§ **EXTRACTED MATERIAL**:
____________
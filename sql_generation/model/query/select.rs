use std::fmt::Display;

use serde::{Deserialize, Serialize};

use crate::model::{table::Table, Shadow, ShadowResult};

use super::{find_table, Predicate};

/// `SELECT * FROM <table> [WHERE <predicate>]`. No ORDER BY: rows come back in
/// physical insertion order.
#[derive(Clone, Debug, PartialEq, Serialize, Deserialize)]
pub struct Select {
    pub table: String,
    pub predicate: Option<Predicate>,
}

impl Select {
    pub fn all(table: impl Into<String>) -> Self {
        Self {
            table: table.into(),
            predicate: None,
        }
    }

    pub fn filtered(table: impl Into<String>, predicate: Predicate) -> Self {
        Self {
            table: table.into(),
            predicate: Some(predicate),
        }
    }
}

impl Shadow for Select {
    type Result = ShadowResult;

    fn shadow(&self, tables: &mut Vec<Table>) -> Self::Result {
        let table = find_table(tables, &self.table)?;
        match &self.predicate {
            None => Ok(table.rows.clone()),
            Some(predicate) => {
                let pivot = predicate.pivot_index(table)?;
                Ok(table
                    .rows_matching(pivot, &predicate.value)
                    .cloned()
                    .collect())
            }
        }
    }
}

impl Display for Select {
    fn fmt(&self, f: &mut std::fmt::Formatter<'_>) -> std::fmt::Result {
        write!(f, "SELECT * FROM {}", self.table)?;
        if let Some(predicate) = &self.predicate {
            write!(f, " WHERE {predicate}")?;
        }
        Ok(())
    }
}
____________
Output, from the data above, the lines from the line with "type Result = ShadowResult;" to the line with "let pivot = predicate.pivot_index(table)?;" exactly as they stand, both ends included and nothing else.

§ **EXERCISE RESPONSE**:
    type Result = ShadowResult;

    fn shadow(&self, tables: &mut Vec<Table>) -> Self::Result {
        let table = find_table(tables, &self.table)?;
        match &self.predicate {
            None => Ok(table.rows.clone()),
            Some(predicate) => {
                let pivot = predicate.pivot_index(table)?;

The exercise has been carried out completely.